Hoe pakken Hilversum en Mechelen de leegstand in hun winkelcentrum aan?
Mechelen en Hilversum, twee mooie en boeiende middelgrote centra. Beide steden hebben te maken met een teruglopend winkelbestand en zoeken oplossingen voor de leegstand die daardoor in het centrum ontstond.
Mechelen is een stad met een rijke historie en dat is terug te zien in het centrum met een veelheid aan prachtige historische gebouwen. Met name op en rond de Grote Markt. De belangrijkste straat is de Bruul, gevolgd door de IJzerenleen. In het centrum van Hilversum is de Kerkstraat de belangrijkste winkelstraat. Daarnaast huisvest het recent gerenoveerde Hilvertshof grote internationale ketens als Primark, Zara en H&M. Een ander centrum dat aansluit op de Kerkstraat is de Gooische Brink.
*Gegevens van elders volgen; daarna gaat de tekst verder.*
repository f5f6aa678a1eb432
use serde::Serialize;
use std::fmt;

pub const MAX_STYLE_CHARS: usize = 400;

pub const DEFAULT_STUDIO_STYLE: &str = "Professional studio lighting with soft, even illumination and clean white background for crisp, wrinkle-free presentation";

pub const FALLBACK_STYLE: &str = "Professional e-commerce photography style";

/// Photography-style guidance, bounded to [`MAX_STYLE_CHARS`] characters.
#[derive(Debug, Clone, PartialEq, Eq, Serialize)]
#[serde(transparent)]
pub struct StyleDescription(String);

impl StyleDescription {
    /// Bounds `text`; blank input falls back to a generic studio style.
    pub fn bounded(text: &str) -> Self {
        let truncated = truncate_text(text.trim(), MAX_STYLE_CHARS);
        if truncated.trim().is_empty() {
            Self(FALLBACK_STYLE.to_string())
        } else {
            Self(truncated)
        }
    }

    pub fn studio_default() -> Self {
        Self(DEFAULT_STUDIO_STYLE.to_string())
    }

    pub fn as_str(&self) -> &str {
        &self.0
    }

    pub fn into_inner(self) -> String {
        self.0
    }
}

impl fmt::Display for StyleDescription {
    fn fmt(&self, f: &mut fmt::Formatter<'_>) -> fmt::Result {
        f.write_str(&self.0)
    }
}

/// Cuts `text` to at most `max_chars` characters, preferring the last sentence
/// end past 70% of the budget, then the last word boundary followed by `...`.
/// The marker counts against the budget.
pub fn truncate_text(text: &str, max_chars: usize) -> String {
    const MARKER: &str = "...";
    if text.chars().count() <= max_chars {
        return text.to_string();
    }
    let head: Vec<char> = text.chars().take(max_chars).collect();

    if let Some(period) = head.iter().rposition(|ch| *ch == '.')
        && period as f64 > max_chars as f64 * 0.7
    {
        return head[..=period].iter().collect();
    }

    let room = &head[..max_chars.saturating_sub(MARKER.len())];
    let cut = match room.iter().rposition(|ch| *ch == ' ') {
        Some(space) if space > 0 => space,
        _ => room.len(),
    };
    let mut out: String = room[..cut].iter().collect();
    out.push_str(MARKER);
    out
}
use crate::{
    config::JobsConfig,
    models::{PipelineRunRequest, PipelineRunResponse},
    pipeline::Pipeline,
};
use serde::Serialize;
use std::{collections::HashMap, sync::Arc};
use thiserror::Error;
use tokio::{
    sync::{Mutex, Semaphore, mpsc},
    task::JoinHandle,
};
use tracing::{info, warn};
use uuid::Uuid;

#[derive(Clone)]
pub struct JobQueue {
    tx: mpsc::Sender<Job>,
    statuses: Arc<Mutex<HashMap<Uuid, JobState>>>,
}

struct Job {
    id: Uuid,
    request: PipelineRunRequest,
}

#[derive(Clone, Serialize)]
#[serde(tag = "state", rename_all = "snake_case")]
pub enum JobState {
    Queued,
    Running,
    Completed {
        result: PipelineRunResponse,
    },
    Failed {
        error: String,
        stage: Option<String>,
        kind: Option<String>,
    },
}

#[derive(Clone, Serialize)]
pub struct JobInfo {
    pub id: String,
    #[serde(flatten)]
    pub state: JobState,
}

#[derive(Debug, Error)]
#[error("job worker is not accepting work")]
pub struct EnqueueError;

impl JobQueue {
    /// Starts the dispatcher. Runs are independent, so up to
    /// `config.concurrency` of them execute at once.
    pub fn spawn(pipeline: Pipeline, config: &JobsConfig) -> (Self, JoinHandle<()>) {
        let (tx, mut rx) = mpsc::channel::<Job>(config.queue_capacity.max(1));
        let statuses = Arc::new(Mutex::new(HashMap::new()));
        let statuses_bg = statuses.clone();
        let permits = Arc::new(Semaphore::new(config.concurrency.max(1)));

        let handle = tokio::spawn(async move {
            while let Some(job) = rx.recv().await {
                let Ok(permit) = permits.clone().acquire_owned().await else {
                    break;
                };
                let pipeline = pipeline.clone();
                let statuses = statuses_bg.clone();
                tokio::spawn(async move {
                    statuses.lock().await.insert(job.id, JobState::Running);
                    info!(target = "studio.pipeline", job_id = %job.id, "job_started");

                    let state = match pipeline.run(job.request).await {
                        Ok(result) => JobState::Completed { result },
                        Err(err) => {
                            warn!(target = "studio.pipeline", job_id = %job.id, stage = err.stage(), "job_failed");
                            JobState::Failed {
                                error: err.detail().to_string(),
                                stage: Some(err.stage().to_string()),
                                kind: Some(err.kind().as_str().to_string()),
                            }
                        }
                    };
                    statuses.lock().await.insert(job.id, state);
                    drop(permit);
                });
            }
        });

        (Self { tx, statuses }, handle)
    }

    pub async fn enqueue_run(&self, request: PipelineRunRequest) -> Result<Uuid, EnqueueError> {
        let id = Uuid::new_v4();
        self.statuses.lock().await.insert(id, JobState::Queued);
        if self.tx.send(Job { id, request }).await.is_err() {
            self.statuses.lock().await.remove(&id);
            return Err(EnqueueError);
        }
        Ok(id)
    }

    pub async fn get(&self, id: Uuid) -> Option<JobInfo> {
        let guard = self.statuses.lock().await;
        guard.get(&id).cloned().map(|state| JobInfo {
            id: id.to_string(),
            state,
        })
    }
}
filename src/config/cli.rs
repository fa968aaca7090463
//! CLI argument parsing using clap

use clap::Parser;

/// lnpulse - parallel midpoint-rule estimate of ln(x)
///
/// Integrates 1/(x+1) over [0, target-1] with a fixed number of rectangles
/// spread round-robin over a group of worker threads.
#[derive(Parser, Debug)]
#[command(name = "lnpulse")]
#[command(version, about, long_about = None)]
#[command(allow_negative_numbers = true)]
pub struct Cli {
    /// Number of workers in the group (default: number of logical CPUs)
    #[arg(short = 'w', long)]
    pub workers: Option<usize>,

    /// Print the result as a JSON object instead of the text line
    #[arg(long)]
    pub json: bool,

    /// Enable debug logging on stderr
    #[arg(long)]
    pub debug: bool,

    /// <logarithm-target> <num-intervals>
    ///
    /// Kept as raw text: every worker validates these itself. Options must
    /// come first; from the first positional on, every word is taken as is.
    #[arg(value_name = "ARGS", allow_hyphen_values = true)]
    pub args: Vec<String>,
}

impl Cli {
    /// Parse CLI arguments
    pub fn parse_args() -> Self {
        Self::parse()
    }

    /// Validate the options that are not per-worker positionals
    pub fn validate(&self) -> anyhow::Result<()> {
        if self.workers == Some(0) {
            anyhow::bail!("workers must be at least 1");
        }

        Ok(())
    }

    /// Worker count to launch
    pub fn worker_count(&self) -> usize {
        self.workers.unwrap_or_else(num_cpus::get)
    }
}
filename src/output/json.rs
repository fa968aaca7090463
//! JSON output formatting
//!
//! A single-line JSON object carrying the same numbers as the text line plus
//! the run shape (workers, intervals) and an RFC 3339 timestamp.

use super::EstimateReport;
use crate::Result;
use anyhow::Context;
use chrono::Utc;
use serde::{Deserialize, Serialize};

/// Serializable estimate report
#[derive(Debug, Clone, Serialize, Deserialize)]
pub struct JsonReport {
    /// When the report was produced (RFC 3339, UTC)
    pub timestamp: String,
    pub log_number: f64,
    pub estimate: f64,
    pub abs_error: f64,
    pub elapsed_secs: f64,
    pub workers: usize,
    pub num_intervals: u64,
}

impl JsonReport {
    pub fn from_report(report: &EstimateReport) -> Self {
        Self {
            timestamp: Utc::now().to_rfc3339(),
            log_number: report.log_number,
            estimate: report.estimate,
            abs_error: report.abs_error,
            elapsed_secs: report.elapsed_secs,
            workers: report.workers,
            num_intervals: report.num_intervals,
        }
    }

    /// Serialize to a compact single-line string
    pub fn to_json_line(&self) -> Result<String> {
        serde_json::to_string(self).context("Failed to serialize JSON report")
    }
}
//! Result reporting
//!
//! Only the root worker ever builds an [`EstimateReport`]; the other workers
//! never hold the global estimate.

pub mod json;
pub mod text;

use crate::config::{Inputs, OutputFormat};
use crate::Result;

/// Outcome of a successful estimate run
#[derive(Debug, Clone, Copy, PartialEq)]
pub struct EstimateReport {
    /// Number whose logarithm was estimated
    pub log_number: f64,
    /// Reduced midpoint-rule estimate
    pub estimate: f64,
    /// |estimate - ln(log_number)|
    pub abs_error: f64,
    /// Wall-clock seconds between the two barriers
    pub elapsed_secs: f64,
    /// Worker group size
    pub workers: usize,
    /// Total rectangle count
    pub num_intervals: u64,
}

impl EstimateReport {
    /// Build a report, measuring the error against `f64::ln`
    pub fn new(inputs: Inputs, estimate: f64, elapsed_secs: f64, workers: usize) -> Self {
        Self {
            log_number: inputs.log_number,
            estimate,
            abs_error: (estimate - inputs.log_number.ln()).abs(),
            elapsed_secs,
            workers,
            num_intervals: inputs.num_intervals,
        }
    }

    /// Render the report in the requested format, without a trailing newline
    pub fn render(&self, format: OutputFormat) -> Result<String> {
        match format {
            OutputFormat::Text => Ok(text::format_report(self)),
            OutputFormat::Json => json::JsonReport::from_report(self).to_json_line(),
        }
    }
}

#[cfg(test)]
mod tests {
    use super::*;

    fn inputs(log_number: f64, num_intervals: u64) -> Inputs {
        Inputs {
            log_number,
            num_intervals,
        }
    }

    #[test]
    fn test_error_against_ln() {
        let report = EstimateReport::new(inputs(10.0, 1000), 2.3, 0.5, 4);
        assert!((report.abs_error - (2.3 - 10f64.ln()).abs()).abs() < 1e-15);
        assert_eq!(report.workers, 4);
        assert_eq!(report.num_intervals, 1000);
    }

    #[test]
    fn test_exact_zero_error_for_one() {
        let report = EstimateReport::new(inputs(1.0, 5), 0.0, 0.0, 2);
        assert_eq!(report.abs_error, 0.0);
    }

    #[test]
    fn test_render_formats() {
        let report = EstimateReport::new(inputs(1.0, 5), 0.0, 0.25, 2);

        let text = report.render(OutputFormat::Text).unwrap();
        assert!(text.ends_with("0.250000 seconds"));

        let json = report.render(OutputFormat::Json).unwrap();
        assert!(json.starts_with('{'));
        assert!(!json.contains('\n'));
    }
}
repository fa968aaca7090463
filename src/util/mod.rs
//! Shared utilities

pub mod time;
Dit centrum kent redelijk wat leegstand.
In vergelijking met steden van een vergelijkbare omvang is de leegstand beperkt, waarschijnlijk komt dit doordat het aanbod buiten het centrum laag is. Uit leegstandscijfers blijkt dat centra van middelgrote steden een fors hogere leegstand hebben dan het landelijke gemiddelde. In dat perspectief is de leegstand in Hilversum en zeker in Mechelen relatief beperkt. Beide steden doen het qua leegstand dus redelijk goed.
De aanpak van de leegstand
Beide steden hebben een andere aanpak om de leegstand tegen te gaan. De stad Mechelen biedt starters de mogelijkheid onder zeer gunstige voorwaarden ruimte te huren in een leegstaand pand. Starters krijgen daarmee een jaar de tijd om hun concept uit te proberen. In Hilversum willen ze publieksfuncties weer in het centrum brengen en krijgt het minder goed functionerend winkelcentrum een nieuwe impuls en ook nieuwe bezoekers.